Seeing birds up close in hand was an experience I will never forget. When they let you release a bird, setting it tenderly in your hand, there’s that moment where the bird sits there quietly and it’s almost weightless body lies still. Then in a flash of feathers, it flies off into the trees. In some cases, there would be a bird such as a Blue Jay or Phoebe who would sit still in your hand until you tapped the bottom of your hand, at which point they would fly off, realizing they were free. Then there were the Warblers and Vireos who didn’t wait a second after your hand was taken off them, that they would swiftly fly off. The Chickadees would fly to a nearby branch to try their luck at pecking the band off their leg, but within a minute they would completely forget it was there and fly away.

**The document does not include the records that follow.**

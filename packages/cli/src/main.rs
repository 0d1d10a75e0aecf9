use anyhow::{Context, Result};
use clap::{Args, Parser, Subcommand};
use graphmc::domain::reduction::summarize_spinloops;
use graphmc::{load_program, CheckOutcome, Checker, ExplorerConfig, MemoryModel, StopPolicy};
use std::path::{Path, PathBuf};
use std::process::ExitCode;
use std::time::Duration;
use tracing::{debug, error, info};
use tracing_subscriber::EnvFilter;

/// Exit code for unreadable programs and bad arguments
const USAGE_ERROR: u8 = 2;

/// graphmc - stateless model checking over execution graphs
#[derive(Parser)]
#[command(name = "graphmc", version)]
#[command(about = "Explore every consistent execution of a concurrent test program", long_about = None)]
struct Cli {
    /// Increase log verbosity (-v info, -vv debug, -vvv trace)
    #[arg(short, long, action = clap::ArgAction::Count, global = true)]
    verbose: u8,

    #[command(subcommand)]
    command: Commands,
}

#[derive(Subcommand)]
enum Commands {
    /// Explore a program and report violations
    Check(CheckArgs),
    /// Show which spin loops would be summarised
    Summarize {
        /// Program file (JSON)
        program: PathBuf,
    },
}

#[derive(Args)]
struct CheckArgs {
    /// Program file (JSON)
    program: PathBuf,

    /// Memory model: sc, tso, ra or lkmm
    #[arg(long, default_value_t = MemoryModel::Ra)]
    model: MemoryModel,

    /// Explore one representative of symmetric threads
    #[arg(long)]
    symmetry: bool,

    /// Treat critical sections lock-aware
    #[arg(long)]
    lapor: bool,

    /// Keep spin loops as written
    #[arg(long)]
    no_spin_summaries: bool,

    /// Stop after this many complete executions
    #[arg(long)]
    max_executions: Option<u64>,

    /// Stop after this many seconds
    #[arg(long)]
    timeout_secs: Option<u64>,

    /// Block a thread after this many events
    #[arg(long, default_value_t = 256)]
    max_thread_events: usize,

    /// Stop at the first violation (default)
    #[arg(long, conflicts_with = "exhaustive")]
    stop_on_first: bool,

    /// Keep exploring after violations
    #[arg(long)]
    exhaustive: bool,

    /// Report threads blocked forever as liveness violations
    #[arg(long)]
    check_liveness: bool,

    /// Run the recovery routine on every crash point
    #[arg(long)]
    persistency: bool,

    /// Print the outcome as JSON
    #[arg(long)]
    json: bool,
}

impl CheckArgs {
    fn config(&self) -> ExplorerConfig {
        let stop_policy = if self.exhaustive { StopPolicy::Exhaustive } else { StopPolicy::FirstViolation };
        ExplorerConfig::builder()
            .with_model(self.model)
            .with_symmetry(self.symmetry)
            .with_lock_aware(self.lapor)
            .with_spinloops(!self.no_spin_summaries)
            .with_max_executions(self.max_executions)
            .with_timeout(self.timeout_secs.map(Duration::from_secs))
            .with_max_thread_events(Some(self.max_thread_events))
            .with_stop_policy(stop_policy)
            .with_liveness(self.check_liveness)
            .with_persistency(self.persistency)
            .build()
    }
}

fn init_tracing(verbose: u8) {
    let level = match verbose {
        0 => "warn",
        1 => "info",
        2 => "debug",
        _ => "trace",
    };
    let filter = EnvFilter::try_from_default_env().unwrap_or_else(|_| EnvFilter::new(level));
    tracing_subscriber::fmt().with_env_filter(filter).with_writer(std::io::stderr).init();
}

fn main() -> ExitCode {
    let cli = Cli::parse();
    init_tracing(cli.verbose);

    let result = match cli.command {
        Commands::Check(args) => check(&args),
        Commands::Summarize { program } => summarize(&program),
    };
    match result {
        Ok(code) => ExitCode::from(code),
        Err(e) => {
            error!("{e:#}");
            eprintln!("error: {e:#}");
            ExitCode::from(USAGE_ERROR)
        }
    }
}

fn check(args: &CheckArgs) -> Result<u8> {
    let program = load_program(&args.program)
        .with_context(|| format!("failed to load {}", args.program.display()))?;
    let config = args.config();
    debug!(?config, "configuration");

    let outcome = Checker::new(config)
        .check(&program)
        .with_context(|| format!("failed to check {}", program.name))?;

    if args.json {
        println!("{}", serde_json::to_string_pretty(&outcome).context("failed to encode outcome")?);
    } else {
        print_outcome(&outcome);
    }
    let code = outcome.exit_code();
    info!(code, "done");
    Ok(u8::try_from(code).unwrap_or(1))
}

fn print_outcome(outcome: &CheckOutcome) {
    let report = &outcome.report;
    let stats = &report.stats;
    println!("program:     {}", outcome.program);
    println!("model:       {}", report.model);
    for site in &outcome.spinloops.summarized {
        println!("spin loop:   {site} summarised");
    }
    println!(
        "executions:  {} complete, {} blocked, {} pruned",
        stats.executions, stats.blocked, stats.inconsistent
    );
    println!(
        "revisits:    {} forward, {} backward",
        stats.forward_revisits, stats.backward_revisits
    );
    println!("time:        {:.3}s", report.elapsed.as_secs_f64());
    if let Some(bound) = report.bound_reached {
        println!("bound:       {bound:?} reached, exploration incomplete");
    }
    if report.is_clean() {
        println!("No errors were detected.");
    }
    for violation in &report.violations {
        println!("error:       {violation}");
    }
}

fn summarize(path: &Path) -> Result<u8> {
    let program = load_program(path).with_context(|| format!("failed to load {}", path.display()))?;
    let (_, report) = summarize_spinloops(&program);
    for site in &report.summarized {
        println!("summarised  {site}");
    }
    for (site, reason) in &report.rejected {
        println!("kept        {site}: {reason}");
    }
    if report.summarized.is_empty() && report.rejected.is_empty() {
        println!("no spin loops in {}", program.name);
    }
    Ok(0)
}
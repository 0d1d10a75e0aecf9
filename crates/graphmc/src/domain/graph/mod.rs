//! Execution Graphs
//!
//! The explorer's single mutable data structure. A graph holds the committed
//! events of every thread together with reads-from and per-location
//! coherence. Mutations are recorded on an undo log so the explorer can
//! truncate back to any stamp when it resumes a forward revisit.
//!
//! # Relations
//!
//! - **po**: per thread, by index
//! - **rf**: stored on each read-like event
//! - **co**: per address, a list of placed writes (`Init` implicit first)
//! - **porf**: (po ∪ rf ∪ create ∪ join)⁺, as memoised vector clocks

pub mod execution;
pub mod layout;
pub mod undo;
pub mod vector_clock;

pub use execution::{Event, ExecutionGraph, Views, WriteRef};
pub use layout::{Global, MemoryLayout, Placement};
pub use undo::{UndoEntry, UndoLog};
pub use vector_clock::VectorClock;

When there were no birds waiting to be banded, everyone told their own birding or banding experiences. The team loves sharing their birding stories with each other; always spreading the birding spirit. Nothing stopped them from banding. A few days during the banding, we had rainy weather. One particular day, a storm brought torrential rains to the banding station. Rain poured for hours yet we all stayed in the tent and waited out the rain. We were pushing puddles of water off the tent ceiling trying to prevent the rain from bursting through the top of the tent (which it did), soaking those around the collapse. Not to worry, everyone pitched in to set the tent roof in place again. After the rain had stopped, they immediately set the nets and resumed their banding. It was entertaining watching everyone having a great time, despite the rain. Sometimes an uncommon or rare bird such as the Rufous Hummingbird, or the Wilson's Warbler would show up. Everyone would get very excited, and we would take as many pictures as we could.
BCA staff showing the color wing pattern on a male American Redstart.
The joy they have while banding or presenting, or even just watching the birds in the trees is a contagious joy you always feel. I see the happiness on people’s faces while they listen and observe the bird being presented and I know they are as thankful as I am that the BCA allows people to join the experience. I learned little facts here and there about some of the birds we banded that I didn’t know before. Some simple facts such as foraging habits of different species of Warblers and Vireos. Sometimes it was ID tips, like how to tell one Empid from another, or an immature Gray Catbird from an adult. Another example would be learning about bird migration. You learn which birds are migratory, and which aren’t, and if they are, where they go.
Ava learning how to record the data for the banding process.
The entire experience was priceless and made me appreciate our avian friends even more. This event was an opportunity for anyone to come learn about the banding and the birds involved. I’m so glad my family and I could attend the BCA banding at Fort Morgan.
Ava is a young birder from Alabama. A part of BCA's iniatives is to train people of various ages and backgrounds in the process of bird banding.